▶ [EXERCISE DIRECTIONS]
The answer must consist of every line below that contains the word "default".

== Segment start ==

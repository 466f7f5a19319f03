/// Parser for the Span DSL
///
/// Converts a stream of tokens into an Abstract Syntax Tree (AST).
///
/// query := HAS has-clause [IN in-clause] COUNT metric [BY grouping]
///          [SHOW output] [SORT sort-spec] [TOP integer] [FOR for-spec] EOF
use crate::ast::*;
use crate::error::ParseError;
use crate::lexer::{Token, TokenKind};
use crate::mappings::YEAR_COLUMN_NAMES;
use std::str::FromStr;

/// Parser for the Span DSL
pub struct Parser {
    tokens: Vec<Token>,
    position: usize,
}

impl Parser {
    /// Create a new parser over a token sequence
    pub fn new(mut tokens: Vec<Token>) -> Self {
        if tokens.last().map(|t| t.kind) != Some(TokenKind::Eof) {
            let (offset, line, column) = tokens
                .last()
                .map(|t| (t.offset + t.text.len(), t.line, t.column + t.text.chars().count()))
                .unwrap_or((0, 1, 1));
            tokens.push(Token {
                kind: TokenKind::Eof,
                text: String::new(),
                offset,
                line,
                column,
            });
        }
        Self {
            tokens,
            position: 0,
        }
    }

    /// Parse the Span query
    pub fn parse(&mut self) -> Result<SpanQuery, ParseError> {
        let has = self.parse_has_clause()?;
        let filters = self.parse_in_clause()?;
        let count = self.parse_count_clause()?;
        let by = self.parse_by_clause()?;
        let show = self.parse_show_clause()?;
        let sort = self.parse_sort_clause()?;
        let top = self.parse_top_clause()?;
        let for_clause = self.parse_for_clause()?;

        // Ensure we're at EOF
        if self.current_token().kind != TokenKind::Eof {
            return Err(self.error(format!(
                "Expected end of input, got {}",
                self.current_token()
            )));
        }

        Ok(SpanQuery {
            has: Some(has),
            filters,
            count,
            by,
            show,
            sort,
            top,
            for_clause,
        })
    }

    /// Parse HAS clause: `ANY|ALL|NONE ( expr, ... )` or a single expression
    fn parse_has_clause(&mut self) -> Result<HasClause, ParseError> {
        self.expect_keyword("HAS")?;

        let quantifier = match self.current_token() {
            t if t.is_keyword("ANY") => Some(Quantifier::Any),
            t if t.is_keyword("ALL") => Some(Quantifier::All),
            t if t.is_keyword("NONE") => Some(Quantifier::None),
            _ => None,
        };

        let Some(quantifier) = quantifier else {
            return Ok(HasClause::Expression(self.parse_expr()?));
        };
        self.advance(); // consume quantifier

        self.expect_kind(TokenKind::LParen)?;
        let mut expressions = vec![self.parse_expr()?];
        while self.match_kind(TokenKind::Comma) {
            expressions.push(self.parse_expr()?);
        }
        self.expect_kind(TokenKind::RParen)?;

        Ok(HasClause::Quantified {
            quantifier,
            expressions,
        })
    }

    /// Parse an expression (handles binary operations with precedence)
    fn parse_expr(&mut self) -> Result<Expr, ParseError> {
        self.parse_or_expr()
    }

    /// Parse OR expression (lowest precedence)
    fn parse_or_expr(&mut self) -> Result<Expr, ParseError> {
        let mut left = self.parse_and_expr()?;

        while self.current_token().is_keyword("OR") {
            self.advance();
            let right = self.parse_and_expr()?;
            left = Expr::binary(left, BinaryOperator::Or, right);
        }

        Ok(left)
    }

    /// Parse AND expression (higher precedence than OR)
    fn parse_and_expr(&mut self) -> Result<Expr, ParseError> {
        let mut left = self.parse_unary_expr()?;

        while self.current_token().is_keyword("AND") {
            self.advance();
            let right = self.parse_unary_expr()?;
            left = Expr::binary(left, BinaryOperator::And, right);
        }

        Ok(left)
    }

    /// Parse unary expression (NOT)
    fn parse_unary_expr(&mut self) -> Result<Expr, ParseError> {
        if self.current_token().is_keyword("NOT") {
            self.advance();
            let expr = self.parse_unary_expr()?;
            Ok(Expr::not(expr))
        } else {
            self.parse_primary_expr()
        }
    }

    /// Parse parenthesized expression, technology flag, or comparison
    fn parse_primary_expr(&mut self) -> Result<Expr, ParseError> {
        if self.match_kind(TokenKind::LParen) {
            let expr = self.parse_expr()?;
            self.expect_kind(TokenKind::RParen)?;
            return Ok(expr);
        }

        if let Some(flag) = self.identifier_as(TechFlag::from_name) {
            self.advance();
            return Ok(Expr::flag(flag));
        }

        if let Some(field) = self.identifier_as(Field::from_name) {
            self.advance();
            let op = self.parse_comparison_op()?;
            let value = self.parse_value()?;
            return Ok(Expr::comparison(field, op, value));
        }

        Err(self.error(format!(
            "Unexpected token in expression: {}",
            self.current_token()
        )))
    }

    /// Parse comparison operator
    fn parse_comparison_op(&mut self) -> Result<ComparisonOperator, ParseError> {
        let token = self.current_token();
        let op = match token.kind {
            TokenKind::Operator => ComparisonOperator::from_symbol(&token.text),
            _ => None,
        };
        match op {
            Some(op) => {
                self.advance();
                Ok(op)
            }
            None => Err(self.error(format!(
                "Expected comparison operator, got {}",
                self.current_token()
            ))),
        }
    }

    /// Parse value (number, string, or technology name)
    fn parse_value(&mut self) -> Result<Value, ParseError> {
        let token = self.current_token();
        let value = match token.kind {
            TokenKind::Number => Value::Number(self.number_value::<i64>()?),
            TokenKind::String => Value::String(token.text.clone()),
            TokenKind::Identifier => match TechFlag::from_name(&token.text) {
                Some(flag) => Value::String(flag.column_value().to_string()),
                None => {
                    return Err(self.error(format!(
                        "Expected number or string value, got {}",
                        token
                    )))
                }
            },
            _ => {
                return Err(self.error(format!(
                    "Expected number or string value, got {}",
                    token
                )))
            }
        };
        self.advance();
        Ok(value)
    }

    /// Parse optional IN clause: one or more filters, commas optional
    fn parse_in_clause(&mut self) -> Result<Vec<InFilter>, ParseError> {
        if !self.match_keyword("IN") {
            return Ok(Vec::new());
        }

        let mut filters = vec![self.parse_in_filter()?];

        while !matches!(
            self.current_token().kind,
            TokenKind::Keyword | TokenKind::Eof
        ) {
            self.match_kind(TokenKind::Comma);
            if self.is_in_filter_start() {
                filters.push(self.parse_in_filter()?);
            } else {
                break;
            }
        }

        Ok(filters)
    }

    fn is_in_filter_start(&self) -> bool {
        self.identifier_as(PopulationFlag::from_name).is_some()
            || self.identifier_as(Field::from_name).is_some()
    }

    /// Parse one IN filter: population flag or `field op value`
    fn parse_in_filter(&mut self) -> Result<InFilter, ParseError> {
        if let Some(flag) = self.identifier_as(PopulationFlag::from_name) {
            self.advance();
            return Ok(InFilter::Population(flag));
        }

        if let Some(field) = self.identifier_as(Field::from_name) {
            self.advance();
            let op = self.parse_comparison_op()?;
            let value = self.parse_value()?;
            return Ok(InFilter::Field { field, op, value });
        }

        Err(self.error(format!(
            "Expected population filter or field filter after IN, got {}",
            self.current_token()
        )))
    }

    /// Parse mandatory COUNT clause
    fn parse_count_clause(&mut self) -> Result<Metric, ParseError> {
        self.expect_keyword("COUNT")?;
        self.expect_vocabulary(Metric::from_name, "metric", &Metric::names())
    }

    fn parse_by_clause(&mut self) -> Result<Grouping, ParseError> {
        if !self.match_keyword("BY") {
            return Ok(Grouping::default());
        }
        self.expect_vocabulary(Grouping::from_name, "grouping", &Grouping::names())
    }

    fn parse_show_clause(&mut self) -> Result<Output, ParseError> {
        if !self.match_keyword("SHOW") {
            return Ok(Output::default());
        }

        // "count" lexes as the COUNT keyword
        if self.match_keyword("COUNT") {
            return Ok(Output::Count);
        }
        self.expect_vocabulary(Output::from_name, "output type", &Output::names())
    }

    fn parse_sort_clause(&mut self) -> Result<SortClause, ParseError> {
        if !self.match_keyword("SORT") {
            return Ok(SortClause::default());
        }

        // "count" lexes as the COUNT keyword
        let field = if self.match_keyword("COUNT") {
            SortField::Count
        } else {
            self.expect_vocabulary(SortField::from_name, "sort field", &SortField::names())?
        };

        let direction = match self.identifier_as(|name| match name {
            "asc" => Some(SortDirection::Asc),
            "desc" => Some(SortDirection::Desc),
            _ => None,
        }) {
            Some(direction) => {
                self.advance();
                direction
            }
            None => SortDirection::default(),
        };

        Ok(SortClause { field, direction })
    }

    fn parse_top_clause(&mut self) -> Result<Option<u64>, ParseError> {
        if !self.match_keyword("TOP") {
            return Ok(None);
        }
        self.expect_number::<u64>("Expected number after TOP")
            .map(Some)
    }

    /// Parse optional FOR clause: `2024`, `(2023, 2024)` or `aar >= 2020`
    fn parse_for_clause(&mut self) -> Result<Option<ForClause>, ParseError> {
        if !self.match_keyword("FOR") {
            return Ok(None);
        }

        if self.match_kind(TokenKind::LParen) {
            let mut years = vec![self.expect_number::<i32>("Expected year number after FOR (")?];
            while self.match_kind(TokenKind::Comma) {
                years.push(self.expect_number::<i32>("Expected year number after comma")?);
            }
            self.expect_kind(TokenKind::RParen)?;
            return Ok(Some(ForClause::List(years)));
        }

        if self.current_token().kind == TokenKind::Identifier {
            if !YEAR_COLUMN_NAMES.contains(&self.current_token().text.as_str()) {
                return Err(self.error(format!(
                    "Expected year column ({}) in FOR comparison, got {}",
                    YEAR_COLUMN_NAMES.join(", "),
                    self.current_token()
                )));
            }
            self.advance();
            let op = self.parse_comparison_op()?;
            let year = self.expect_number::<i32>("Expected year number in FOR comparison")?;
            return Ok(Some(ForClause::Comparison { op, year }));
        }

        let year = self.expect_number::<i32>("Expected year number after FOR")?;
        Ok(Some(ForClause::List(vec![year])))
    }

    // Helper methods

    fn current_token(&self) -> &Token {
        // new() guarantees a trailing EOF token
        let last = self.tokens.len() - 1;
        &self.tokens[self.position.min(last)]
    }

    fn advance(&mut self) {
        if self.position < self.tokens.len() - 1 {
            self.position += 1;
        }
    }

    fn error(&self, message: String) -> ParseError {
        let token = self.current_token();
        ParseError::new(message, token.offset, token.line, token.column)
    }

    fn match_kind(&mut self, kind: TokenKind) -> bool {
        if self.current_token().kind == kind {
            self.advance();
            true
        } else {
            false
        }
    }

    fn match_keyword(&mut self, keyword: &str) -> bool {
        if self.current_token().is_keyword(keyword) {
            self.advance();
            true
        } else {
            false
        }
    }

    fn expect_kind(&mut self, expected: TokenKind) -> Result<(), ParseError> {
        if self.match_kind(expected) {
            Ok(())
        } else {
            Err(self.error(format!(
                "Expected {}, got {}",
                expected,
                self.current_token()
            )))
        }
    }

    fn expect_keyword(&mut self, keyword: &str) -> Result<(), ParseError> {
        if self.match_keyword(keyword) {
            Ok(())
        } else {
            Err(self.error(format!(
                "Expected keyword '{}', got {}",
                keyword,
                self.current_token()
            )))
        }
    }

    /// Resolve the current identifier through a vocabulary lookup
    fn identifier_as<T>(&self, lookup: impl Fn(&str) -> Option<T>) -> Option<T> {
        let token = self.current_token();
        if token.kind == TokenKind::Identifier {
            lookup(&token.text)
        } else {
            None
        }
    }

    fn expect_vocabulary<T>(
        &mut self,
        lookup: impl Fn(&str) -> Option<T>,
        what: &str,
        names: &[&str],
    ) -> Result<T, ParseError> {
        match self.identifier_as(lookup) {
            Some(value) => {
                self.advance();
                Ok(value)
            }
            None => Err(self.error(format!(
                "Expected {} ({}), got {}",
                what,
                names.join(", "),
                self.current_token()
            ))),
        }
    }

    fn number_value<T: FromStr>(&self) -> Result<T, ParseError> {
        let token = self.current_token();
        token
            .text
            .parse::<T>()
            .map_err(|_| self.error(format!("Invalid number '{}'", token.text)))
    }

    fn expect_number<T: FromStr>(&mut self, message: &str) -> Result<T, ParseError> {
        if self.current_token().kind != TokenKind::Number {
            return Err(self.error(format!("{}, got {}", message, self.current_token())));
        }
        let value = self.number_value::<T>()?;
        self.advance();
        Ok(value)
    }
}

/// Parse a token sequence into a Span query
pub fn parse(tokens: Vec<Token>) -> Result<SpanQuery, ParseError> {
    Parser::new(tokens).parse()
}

== Segment end ==
== Segment start ==

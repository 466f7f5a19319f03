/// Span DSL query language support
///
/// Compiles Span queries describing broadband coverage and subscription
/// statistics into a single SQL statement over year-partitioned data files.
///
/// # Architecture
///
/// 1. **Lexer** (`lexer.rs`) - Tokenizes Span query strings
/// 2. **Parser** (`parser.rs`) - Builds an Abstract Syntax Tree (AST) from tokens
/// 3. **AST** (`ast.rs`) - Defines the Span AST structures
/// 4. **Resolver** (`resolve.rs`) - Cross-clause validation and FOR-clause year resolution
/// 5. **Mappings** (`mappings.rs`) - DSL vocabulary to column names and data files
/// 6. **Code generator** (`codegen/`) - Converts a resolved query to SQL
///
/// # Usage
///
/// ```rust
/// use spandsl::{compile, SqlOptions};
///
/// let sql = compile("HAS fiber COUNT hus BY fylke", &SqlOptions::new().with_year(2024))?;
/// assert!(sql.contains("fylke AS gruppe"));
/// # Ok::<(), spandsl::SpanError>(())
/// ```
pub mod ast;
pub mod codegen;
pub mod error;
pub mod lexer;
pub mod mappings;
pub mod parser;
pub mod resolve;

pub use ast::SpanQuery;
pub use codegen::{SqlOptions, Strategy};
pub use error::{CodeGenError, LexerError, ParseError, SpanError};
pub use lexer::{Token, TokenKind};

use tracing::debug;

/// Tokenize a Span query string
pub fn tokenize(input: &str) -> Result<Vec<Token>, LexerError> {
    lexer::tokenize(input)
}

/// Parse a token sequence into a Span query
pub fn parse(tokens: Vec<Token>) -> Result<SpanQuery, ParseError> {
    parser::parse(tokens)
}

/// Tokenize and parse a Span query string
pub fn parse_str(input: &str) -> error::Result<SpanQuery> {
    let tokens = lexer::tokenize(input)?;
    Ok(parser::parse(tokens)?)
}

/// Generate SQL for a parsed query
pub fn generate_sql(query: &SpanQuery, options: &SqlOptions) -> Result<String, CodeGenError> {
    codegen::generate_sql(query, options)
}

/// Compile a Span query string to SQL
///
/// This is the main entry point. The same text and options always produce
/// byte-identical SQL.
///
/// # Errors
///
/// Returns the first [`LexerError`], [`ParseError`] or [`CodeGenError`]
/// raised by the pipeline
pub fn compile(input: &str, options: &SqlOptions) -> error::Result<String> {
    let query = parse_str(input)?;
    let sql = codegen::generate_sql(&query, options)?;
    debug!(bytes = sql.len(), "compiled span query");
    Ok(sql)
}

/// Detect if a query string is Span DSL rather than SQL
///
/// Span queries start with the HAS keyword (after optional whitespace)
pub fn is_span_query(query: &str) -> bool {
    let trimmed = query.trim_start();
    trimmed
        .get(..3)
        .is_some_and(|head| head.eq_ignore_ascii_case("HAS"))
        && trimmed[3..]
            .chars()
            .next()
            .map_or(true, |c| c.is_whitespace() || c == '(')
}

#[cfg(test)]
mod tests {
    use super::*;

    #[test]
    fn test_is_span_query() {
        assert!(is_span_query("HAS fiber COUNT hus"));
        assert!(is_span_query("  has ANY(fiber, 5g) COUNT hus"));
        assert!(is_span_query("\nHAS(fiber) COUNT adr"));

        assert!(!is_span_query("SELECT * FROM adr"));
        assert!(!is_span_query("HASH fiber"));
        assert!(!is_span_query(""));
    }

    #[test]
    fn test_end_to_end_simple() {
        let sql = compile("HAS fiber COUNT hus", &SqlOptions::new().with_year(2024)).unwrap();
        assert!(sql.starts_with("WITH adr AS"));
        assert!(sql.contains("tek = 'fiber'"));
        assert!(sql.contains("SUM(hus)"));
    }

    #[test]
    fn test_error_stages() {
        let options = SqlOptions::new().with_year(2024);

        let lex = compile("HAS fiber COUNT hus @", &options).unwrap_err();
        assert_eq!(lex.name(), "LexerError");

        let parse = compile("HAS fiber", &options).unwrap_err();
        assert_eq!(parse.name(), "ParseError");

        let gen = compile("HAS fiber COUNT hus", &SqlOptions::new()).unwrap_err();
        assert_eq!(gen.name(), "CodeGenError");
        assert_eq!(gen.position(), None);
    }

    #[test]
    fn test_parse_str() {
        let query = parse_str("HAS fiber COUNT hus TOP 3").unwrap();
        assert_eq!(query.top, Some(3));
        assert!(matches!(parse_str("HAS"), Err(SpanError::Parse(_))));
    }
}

== Segment end ==

▶ [YOUR SOLUTION]
            return Ok(Grouping::default());
            return Ok(Output::default());
            return Ok(SortClause::default());
            None => SortDirection::default(),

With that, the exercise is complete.